Arkansas, Montana, Texas, and Wyoming all require companies to disclose the chemicals in fracking fluid but not their concentrations, said Matt Watson, senior energy policy manager for the Environmental Defense Fund. Louisiana and New Mexico only require disclosure of some chemicals deemed workplace hazards by the Occupational Safety and Health Administration. Other states, including Michigan and Pennsylvania, have proposed similar regulations.
Gov. John Hickenlooper called for Colorado to draft a disclosure rule. The commission proposed having companies list nonproprietary ingredients and concentrations on FracFocus.org, a national website created by two intergovernmental agencies. The rule was proposed to take effect Feb. 1, but commission staff recommended delaying that until April 1 to give drillers more time to comply.

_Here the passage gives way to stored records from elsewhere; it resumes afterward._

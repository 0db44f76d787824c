//! Error taxonomy for the telemetry pipeline.

use std::path::PathBuf;

use thiserror::Error;

/// Failures raised while capturing, storing, or delivering error telemetry.
#[derive(Debug, Error)]
pub enum TelemetryError {
    /// The batch file is missing, unreadable, or not valid JSON.
    #[error("failed to read error batch at {path:?}: {message}")]
    Parse { path: PathBuf, message: String },

    /// No usable session (account, workspace, token) could be resolved.
    #[error("no authenticated session: {0}")]
    Auth(String),

    /// Every delivery attempt to the remote endpoint failed.
    #[error("telemetry delivery failed after {attempts} attempt(s): {last_error}")]
    RemoteDelivery { attempts: u32, last_error: String },

    /// The local store could not be read or written.
    #[error("telemetry store error while {operation} at {path:?}: {message}")]
    Storage {
        operation: &'static str,
        path: PathBuf,
        message: String,
    },

    /// The flush worker process could not be started.
    #[error("failed to spawn flush worker: {0}")]
    Spawn(#[source] std::io::Error),
}

impl TelemetryError {
    pub(crate) fn parse(path: impl Into<PathBuf>, message: impl ToString) -> Self {
        Self::Parse {
            path: path.into(),
            message: message.to_string(),
        }
    }

    pub(crate) fn storage(
        operation: &'static str,
        path: impl Into<PathBuf>,
        message: impl ToString,
    ) -> Self {
        Self::Storage {
            operation,
            path: path.into(),
            message: message.to_string(),
        }
    }

    /// Stable identifier recorded in failure artifacts and logs.
    pub fn kind(&self) -> &'static str {
        match self {
            Self::Parse { .. } => "parse",
            Self::Auth(_) => "auth",
            Self::RemoteDelivery { .. } => "remote_delivery",
            Self::Storage { .. } => "storage",
            Self::Spawn(_) => "spawn",
        }
    }
}

/// The failure artifact itself could not be written. There is no fallback
/// past this point; callers let it terminate the process.
#[derive(Debug, Error)]
pub enum ArtifactError {
    #[error("failed to create errors directory {path:?}: {source}")]
    CreateDir {
        path: PathBuf,
        #[source]
        source: std::io::Error,
    },

    #[error("failed to write failure artifact {path:?}: {source}")]
    Write {
        path: PathBuf,
        #[source]
        source: std::io::Error,
    },

    #[error("failed to serialize failure artifact: {0}")]
    Serialize(#[from] serde_json::Error),
}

“I think we’ve reached the fairest and most transparent rules on the transparency of frack fluids of any state in the country,” Hickenlooper said afterward. “I think this will likely become a national model that if other states they don’t copy it, they will certainly use it as a touch point.”
Commission staff said a survey of Colorado disclosures on FracFocus.org shows a small percentage claim trade secrets, though the website includes only voluntary disclosures. Companies on the website say the fluid is mostly water mixed with sand and small percentages of petroleum chemicals and alcohols such as Isopropanol, which is used in rubbing alcohol, while some contain hydrochloric acid.
Freeman said some fracking fluids also might contain diesel fuel, benzene and other chemicals commonly found in gasoline. The database will be searchable by company, well location and type of chemical used.
The Environmental Protection Agency last week found a possible link between groundwater pollution and hydraulic fracturing beneath Pavillion, Wyo. The EPA found compounds likely associated with fracking chemicals in the groundwater beneath the small central Wyoming community where residents complain their well water smells like chemicals. Health officials last year advised residents not to drink their well water after the EPA found low levels of hydrocarbons.
Industry officials pointed out that the EPA announcement didn’t focus on the domestic water wells but two wells drilled somewhat deeper into the aquifer specifically to test for pollution. The owner of the Pavillion gas field, Calgary, Alberta-based Encana, said the compounds could have had other origins not related to gas development.
Commission Director Dave Neslin said the commissioners are reviewing the draft EPA report but Colorado already has implemented regulations meant to protect groundwater. Those regulations include how to properly encase and cement walls, clean up spills and properly dispose of waste.
“Disclosure is important for transparency and public education, but it’s not our first line of defense,” he said.